Tifosi e non. Appassionati del pallone e indifferenti, tutti conoscevamo il Pibe de oro. Stava male da un po’ di tempo. Non era più lui. Qualche commento lapidario, ma nessuno immaginava che il Pibe de oro, che non era più lui, secondo qualche frase volante, veritiera e tristemente realistica, se ne sarebbe andato come un comune mortale. Eppure, di non essere infallibile, l’aveva dimostrato in molteplici occasioni. Campione sul campo di calcio, artista senza uguali, poeta del pallone, era naufragato nelle sue innumerevoli ed inesorabili fragilità. Semplice e umile, consapevole di quello che voleva, sostenitore di un sogno che lo aveva portato ad essere campione del mondo, protagonista in tutto, anche della sua tragedia.

Un campione indiscusso ha dimostrato indiscutibilmente che nessuno è immortale e neanche i campioni sono perfetti.

Persino i campioni nel campo da gioco possono cadere vittima di questo gioco spietato che è la vita, contraddittoria come l’essere umano. Dono inestimabile e maledizione assoluta per chi dimentica che stare al mondo è un’immane impresa. Non basta avere il Pibe de oro per vivere bene e godere la vita. Hai visto Maradona? Ma alla fine si è goduto la vita. I commenti non sono mancati. Sarebbe bello sentire dalla sua voce, se davvero per lui la vita è stato un godimento, o una serie di cadute e tentativi di rialzarsi. Un desiderio di normalità, che è stato confuso con l’immortalità.

Una morte mette sempre tristezza, ma forse più di tutto, una vita mancata, o persa troppo presto.

Una vita malvissuta, o mal compresa dai più. Se ci pensiamo, era un uomo, con un talento fuori dal comune. Baciato da una dote sovrannaturale, quasi, che lo ha reso vulnerabile, alla mercé di tutti quelli che hanno abusato della sua umiltà e grande generosità.
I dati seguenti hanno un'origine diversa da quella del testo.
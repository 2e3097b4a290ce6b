//! Tag Input Component
//!
//! Chip list with a text input: Enter adds, × removes. Pasting
//! semicolon-separated text adds each entry.

use leptos::prelude::*;

/// Entries of a batch input like "acme; globex"
pub fn split_batch(input: &str) -> Vec<String> {
    input
        .split(';')
        .map(str::trim)
        .filter(|entry| !entry.is_empty())
        .map(str::to_string)
        .collect()
}

/// Props:
/// - tags: current entries, in order
/// - on_add: called once per entry; returns whether it was added
/// - on_remove: called with the entry whose × was clicked
#[component]
pub fn TagInput(
    #[prop(into)] tags: Signal<Vec<String>>,
    #[prop(into)] placeholder: String,
    #[prop(into)] on_add: Callback<String, bool>,
    #[prop(into)] on_remove: Callback<String>,
) -> impl IntoView {
    let (input_value, set_input_value) = signal(String::new());

    let on_keydown = move |ev: web_sys::KeyboardEvent| {
        if ev.key() != "Enter" {
            return;
        }
        ev.prevent_default();
        let entries = split_batch(&input_value.get_untracked());
        if entries.is_empty() {
            return;
        }
        for entry in entries {
            on_add.run(entry);
        }
        set_input_value.set(String::new());
    };

    view! {
        <div class="tag-input">
            <div class="tag-list">
                <For
                    each=move || tags.get()
                    key=|tag| tag.clone()
                    children=move |tag| {
                        let value = tag.clone();
                        view! {
                            <span class="tag-chip">
                                {tag}
                                <button
                                    type="button"
                                    class="tag-remove-btn"
                                    on:click=move |_| on_remove.run(value.clone())
                                >
                                    "×"
                                </button>
                            </span>
                        }
                    }
                />
            </div>
            <input
                type="text"
                class="tag-input-field"
                placeholder=placeholder
                prop:value=move || input_value.get()
                on:input=move |ev| set_input_value.set(event_target_value(&ev))
                on:keydown=on_keydown
            />
        </div>
    }
}

#[cfg(test)]
mod tests {
    use super::*;

    #[test]
    fn test_split_batch() {
        assert_eq!(split_batch("acme"), vec!["acme"]);
        assert_eq!(split_batch(" acme ; globex;; "), vec!["acme", "globex"]);
        assert!(split_batch(" ; ").is_empty());
    }
}
//! Build-time Configuration
//!
//! `VISIBILITY_API_BASE` points the client at a backend on another origin;
//! `VISIBILITY_LOG` sets the log level. Both are read when the crate is built.

use visibility_core::ApiConfig;

use crate::commands;

const API_BASE: Option<&str> = option_env!("VISIBILITY_API_BASE");
const LOG_LEVEL: Option<&str> = option_env!("VISIBILITY_LOG");

pub fn api_config() -> ApiConfig {
    ApiConfig::resolve(API_BASE, &commands::origin())
}

pub fn log_level() -> &'static str {
    LOG_LEVEL.unwrap_or("info")
}
//! User Actions
//!
//! The request sequences behind each button, written once against
//! [`TrackingApi`] so the browser and the tests run the same flow.
//! None of them retry; a failed step returns its error and the caller keeps
//! showing what it had.

mod control;

#[cfg(test)]
mod mock;
#[cfg(test)]
mod tests;

pub use control::{LoadGeneration, LoadTicket, TrackControl, RUNNING_LABEL};

use std::fmt;
use std::time::Duration;

use tracing::{debug, info, warn};

use crate::api::{ApiError, ApiResult, TrackingApi};
use crate::catalog::ModelNames;
use crate::draft::{DraftError, QueryDraft};
use crate::model::{DashboardStats, ModelInfo, Query, QueryId, QuerySummary, TrackReport, TrackingResult};
use crate::questions::question_count;

/// Fallback texts when the backend gives no message of its own
pub const TRACK_DONE: &str = "Tracking completed";
pub const TRACK_FAILED: &str = "Tracking failed";
pub const TRACK_RELOAD_FAILED: &str = "Results were saved but could not be reloaded";
pub const TRACK_CONFIRM: &str = "Start tracking this query now? This can take a few minutes.";
pub const TRACK_ALL_STARTED: &str = "Tracking started";
pub const TRACK_ALL_FAILED: &str = "Failed to start tracking";
pub const DELETE_FAILED: &str = "Failed to delete query";
pub const SAVE_FAILED: &str = "Failed to save query";
pub const LOAD_FAILED: &str = "Failed to load query";

#[derive(Debug, Clone, PartialEq)]
pub struct DashboardData {
    pub stats: DashboardStats,
    pub queries: Vec<QuerySummary>,
}

pub async fn load_dashboard<A: TrackingApi + ?Sized>(api: &A) -> ApiResult<DashboardData> {
    let stats = api.stats().await?;
    let queries = api.list_queries().await?;
    debug!(queries = queries.len(), "dashboard loaded");
    Ok(DashboardData { stats, queries })
}

#[derive(Debug, Clone, PartialEq)]
pub struct DetailData {
    pub query: Query,
    pub results: Vec<TrackingResult>,
    pub names: ModelNames,
}

impl DetailData {
    /// False when every prompt is blank, so the grid would be empty
    pub fn has_questions(&self) -> bool {
        question_count(&self.query.prompts) > 0
    }
}

/// First load of the detail page.
///
/// Only the query itself is required. Without results every cell shows its
/// sentinels; without the catalog, built-in model names are used.
pub async fn load_detail<A: TrackingApi + ?Sized>(api: &A, id: &QueryId) -> ApiResult<DetailData> {
    let query = api.get_query(id).await?;
    let results = api.results(id).await.unwrap_or_else(|e| {
        warn!(query = %id, error = %e, "tracking results unavailable");
        Vec::new()
    });
    let names = match api.models().await {
        Ok(models) => ModelNames::from_catalog(&models),
        Err(e) => {
            warn!(error = %e, "model catalog unavailable, using built-in names");
            ModelNames::builtin()
        }
    };
    Ok(DetailData { query, results, names })
}

/// Query and results, both required. Used after the user asked for new data.
pub async fn refresh_detail<A: TrackingApi + ?Sized>(
    api: &A,
    id: &QueryId,
) -> ApiResult<(Query, Vec<TrackingResult>)> {
    let query = api.get_query(id).await?;
    let results = api.results(id).await?;
    Ok((query, results))
}

#[derive(Debug, Clone, PartialEq)]
pub struct TrackedQuery {
    pub report: TrackReport,
    /// `None` when the backend tracked but the re-fetch afterwards failed
    pub refreshed: Option<(Query, Vec<TrackingResult>)>,
}

impl TrackedQuery {
    /// Alert text: the report summary, plus a note when the re-fetch failed
    pub fn summary(&self) -> String {
        let summary = track_summary(&self.report);
        match self.refreshed {
            Some(_) => summary,
            None => format!("{}. {}", summary, TRACK_RELOAD_FAILED),
        }
    }

    /// Fold the re-fetched query and results into the detail page data.
    ///
    /// If the page had not finished its first load there is no catalog yet,
    /// so built-in model names stand in.
    pub fn apply_to(self, detail: Option<DetailData>) -> Option<DetailData> {
        match (self.refreshed, detail) {
            (Some((query, results)), Some(detail)) => Some(DetailData { query, results, ..detail }),
            (Some((query, results)), None) => Some(DetailData {
                query,
                results,
                names: ModelNames::builtin(),
            }),
            (None, detail) => detail,
        }
    }
}

/// Track one query, then re-fetch it and its results.
///
/// Only a failed track request is an error. A failed re-fetch is logged and
/// leaves `refreshed` empty, since the backend already stored the results.
pub async fn track_query<A: TrackingApi + ?Sized>(api: &A, id: &QueryId) -> ApiResult<TrackedQuery> {
    info!(query = %id, "tracking started");
    let report = api.track_query(id).await?;
    if report.failures() > 0 {
        warn!(query = %id, failed = report.failures(), total = report.results.len(), "some cells failed to track");
    }
    let refreshed = match refresh_detail(api, id).await {
        Ok((query, results)) => {
            info!(query = %id, results = results.len(), "tracking finished");
            Some((query, results))
        }
        Err(e) => {
            warn!(query = %id, error = %e, "tracked, but re-fetch failed");
            None
        }
    };
    Ok(TrackedQuery { report, refreshed })
}

/// Alert text after a single-query track: the backend message plus any failed cells
pub fn track_summary(report: &TrackReport) -> String {
    let message = report.message.as_deref().unwrap_or(TRACK_DONE);
    match report.failures() {
        0 => message.to_string(),
        failed => format!("{} ({} of {} failed)", message, failed, report.results.len()),
    }
}

/// Something that can run one dashboard refresh later
pub trait RefreshScheduler {
    fn schedule_refresh(&self, delay: Duration);
}

/// Start tracking every query.
///
/// The backend only confirms the start, so exactly one refresh is scheduled
/// after `delay`. There is no polling loop.
pub async fn track_all<A, S>(api: &A, scheduler: &S, delay: Duration) -> ApiResult<String>
where
    A: TrackingApi + ?Sized,
    S: RefreshScheduler + ?Sized,
{
    let message = api.track_all().await?;
    scheduler.schedule_refresh(delay);
    info!(delay_ms = delay.as_millis() as u64, "track-all started, refresh scheduled");
    Ok(message.message.unwrap_or_else(|| TRACK_ALL_STARTED.to_string()))
}

/// Delete a query and return the refreshed dashboard
pub async fn delete_query<A: TrackingApi + ?Sized>(api: &A, id: &QueryId) -> ApiResult<DashboardData> {
    api.delete_query(id).await?;
    info!(query = %id, "query deleted");
    load_dashboard(api).await
}

#[derive(Debug, Clone, PartialEq, Eq)]
pub enum SaveError {
    Invalid(DraftError),
    Api(ApiError),
}

impl SaveError {
    pub fn user_message(&self) -> String {
        match self {
            SaveError::Invalid(e) => e.to_string(),
            SaveError::Api(e) => e.user_message(SAVE_FAILED),
        }
    }
}

impl fmt::Display for SaveError {
    fn fmt(&self, f: &mut fmt::Formatter<'_>) -> fmt::Result {
        match self {
            SaveError::Invalid(e) => write!(f, "Invalid query: {}", e),
            SaveError::Api(e) => write!(f, "Save failed: {}", e),
        }
    }
}

impl std::error::Error for SaveError {}

impl From<DraftError> for SaveError {
    fn from(e: DraftError) -> Self {
        SaveError::Invalid(e)
    }
}

impl From<ApiError> for SaveError {
    fn from(e: ApiError) -> Self {
        SaveError::Api(e)
    }
}

/// Validate the draft, then create (`existing = None`) or replace the query.
///
/// Returns the id of the saved query when the backend reports one.
pub async fn save_draft<A: TrackingApi + ?Sized>(
    api: &A,
    draft: &QueryDraft,
    existing: Option<&QueryId>,
) -> Result<Option<QueryId>, SaveError> {
    let payload = draft.validate()?;
    match existing {
        Some(id) => {
            api.update_query(id, &payload).await?;
            info!(query = %id, "query updated");
            Ok(Some(id.clone()))
        }
        None => {
            let created = api.create_query(&payload).await?;
            info!(id = ?created.id, "query created");
            Ok(created.id.map(QueryId::new))
        }
    }
}

/// Model catalog for the edit form's picker
pub async fn load_models<A: TrackingApi + ?Sized>(api: &A) -> ApiResult<Vec<ModelInfo>> {
    api.models().await
}
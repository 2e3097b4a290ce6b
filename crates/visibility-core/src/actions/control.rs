//! Button and Load State
//!
//! Small state machines the views keep in signals.

use std::sync::atomic::{AtomicU64, Ordering};
use std::sync::Arc;

/// Label shown on a track button while its request is in flight
pub const RUNNING_LABEL: &str = "Tracking...";

/// State of a "track" control: disabled with a progress label while running,
/// restored to its previous label afterwards.
#[derive(Debug, Clone, PartialEq, Eq, Default)]
pub enum TrackControl {
    #[default]
    Idle,
    Running { previous_label: String },
}

impl TrackControl {
    /// Enter the running state. Returns `false` if a request is already in flight.
    pub fn begin(&mut self, current_label: &str) -> bool {
        if self.is_running() {
            return false;
        }
        *self = TrackControl::Running {
            previous_label: current_label.to_string(),
        };
        true
    }

    /// Leave the running state, handing back the label to restore
    pub fn finish(&mut self) -> Option<String> {
        match std::mem::take(self) {
            TrackControl::Running { previous_label } => Some(previous_label),
            TrackControl::Idle => None,
        }
    }

    pub fn is_running(&self) -> bool {
        matches!(self, TrackControl::Running { .. })
    }

    pub fn label<'a>(&self, idle_label: &'a str) -> &'a str {
        if self.is_running() {
            RUNNING_LABEL
        } else {
            idle_label
        }
    }
}

#[derive(Debug, Clone, Copy, PartialEq, Eq)]
pub struct LoadTicket(u64);

/// Monotonic counter that lets a view drop responses to superseded loads.
///
/// Cloning shares the counter.
#[derive(Debug, Clone, Default)]
pub struct LoadGeneration(Arc<AtomicU64>);

impl LoadGeneration {
    pub fn new() -> Self {
        Self::default()
    }

    /// Start a load; any earlier ticket stops being current
    pub fn begin(&self) -> LoadTicket {
        LoadTicket(self.0.fetch_add(1, Ordering::Relaxed) + 1)
    }

    pub fn is_current(&self, ticket: LoadTicket) -> bool {
        self.0.load(Ordering::Relaxed) == ticket.0
    }

    /// Invalidate every outstanding ticket (view teardown)
    pub fn cancel(&self) {
        self.0.fetch_add(1, Ordering::Relaxed);
    }
}
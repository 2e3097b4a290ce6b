//! Question Card Component
//!
//! One decomposed question with a table per selected model.

use leptos::prelude::*;
use visibility_core::reconcile::QuestionRow;

use crate::components::ResultCell;

#[component]
pub fn QuestionCard(row: QuestionRow) -> impl IntoView {
    let QuestionRow {
        index,
        question,
        columns,
    } = row;

    view! {
        <div class="question-card">
            <div class="question-header">
                <span class="question-index">{format!("Q{}", index + 1)}</span>
                <span class="question-text">{question.text}</span>
                <span class="badge language">{question.language}</span>
            </div>
            <div class="model-columns">
                {columns.into_iter().map(|column| view! {
                    <div class="model-column">
                        <h4 class="model-column-title" title=column.model_id>{column.model_name}</h4>
                        <table class="result-table">
                            <thead>
                                <tr>
                                    <th>"Keyword"</th>
                                    <th>"Position"</th>
                                    <th>"Visibility"</th>
                                    <th></th>
                                </tr>
                            </thead>
                            <tbody>
                                {column.cells.into_iter().map(|cell| view! { <ResultCell cell=cell /> }).collect_view()}
                            </tbody>
                        </table>
                    </div>
                }).collect_view()}
            </div>
        </div>
    }
}
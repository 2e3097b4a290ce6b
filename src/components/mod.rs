//! UI Components
//!
//! Reusable Leptos components.

mod delete_confirm_button;
mod json_widget;
mod modal;
mod model_picker;
mod nav_bar;
mod query_card;
mod question_card;
mod result_cell;
mod stat_cards;
mod tag_input;
mod track_button;

pub use delete_confirm_button::DeleteConfirmButton;
pub use json_widget::JsonWidget;
pub use modal::Modal;
pub use model_picker::ModelPicker;
pub use nav_bar::NavBar;
pub use query_card::QueryCardView;
pub use question_card::QuestionCard;
pub use result_cell::ResultCell;
pub use stat_cards::StatCardsView;
pub use tag_input::TagInput;
pub use track_button::TrackButton;
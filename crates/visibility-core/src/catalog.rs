//! Model Display Names
//!
//! Maps model ids to human-readable names for column headers.

use std::collections::HashMap;

use crate::model::ModelInfo;

/// Names shown when the catalog endpoint is unavailable
const BUILTIN_NAMES: &[(&str, &str)] = &[
    ("meta-llama/llama-4-maverick-17b-128e-instruct", "Llama 4 Maverick"),
    ("meta-llama/llama-4-scout-17b-16e-instruct", "Llama 4 Scout"),
    ("qwen/qwen3-32b", "Qwen 3"),
    ("gemini-2.0-flash", "Gemini 2.0 Flash"),
    ("deepseek-chat", "DeepSeek Chat"),
];

#[derive(Debug, Clone, PartialEq, Default)]
pub struct ModelNames {
    names: HashMap<String, String>,
}

impl ModelNames {
    pub fn builtin() -> Self {
        Self {
            names: BUILTIN_NAMES
                .iter()
                .map(|(id, name)| (id.to_string(), name.to_string()))
                .collect(),
        }
    }

    /// Built-in names overlaid with the fetched catalog
    pub fn from_catalog(models: &[ModelInfo]) -> Self {
        let mut names = Self::builtin();
        for model in models {
            names.names.insert(model.id.clone(), model.name.clone());
        }
        names
    }

    /// Picker entries when the catalog endpoint is unavailable
    pub fn builtin_models() -> Vec<ModelInfo> {
        BUILTIN_NAMES.iter().map(|(id, name)| ModelInfo::new(*id, *name)).collect()
    }

    /// Display name for `model_id`; unknown ids display as themselves
    pub fn display_name<'a>(&'a self, model_id: &'a str) -> &'a str {
        self.names.get(model_id).map(String::as_str).unwrap_or(model_id)
    }
}

#[cfg(test)]
mod tests {
    use super::*;

    #[test]
    fn test_builtin_and_unknown_ids() {
        let names = ModelNames::builtin();
        assert_eq!(names.display_name("qwen/qwen3-32b"), "Qwen 3");
        assert_eq!(names.display_name("sonar-pro"), "sonar-pro");
    }

    #[test]
    fn test_builtin_models_keep_table_order() {
        let models = ModelNames::builtin_models();
        assert_eq!(models.len(), 5);
        assert_eq!(models[4].id, "deepseek-chat");
        assert_eq!(models[4].name, "DeepSeek Chat");
    }

    #[test]
    fn test_catalog_overrides_builtin() {
        let names = ModelNames::from_catalog(&[
            ModelInfo::new("qwen/qwen3-32b", "Qwen 3 32B"),
            ModelInfo::new("sonar-pro", "Perplexity Sonar Pro"),
        ]);
        assert_eq!(names.display_name("qwen/qwen3-32b"), "Qwen 3 32B");
        assert_eq!(names.display_name("sonar-pro"), "Perplexity Sonar Pro");
        assert_eq!(names.display_name("deepseek-chat"), "DeepSeek Chat");
    }
}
Lo vogliamo ricordare esultando per quel mitico gol del lontano 1986. Qualcuno di noi c’era, qualcun altro ne ha solo sentito parlare. La mano de Dios, definito all’unisono il gol più bello della storia e più chiacchierato di sicuro. il poeta del calcio, rimasto umile e fedele alle sue origini, ci ha lasciato. Contraddittorio, nell’eccellenza, nella sregolatezza, nelle cadute, nella fragilità e sua indiscussa umiltà. Un campione se n’è andato, ma prima di tutto, un uomo.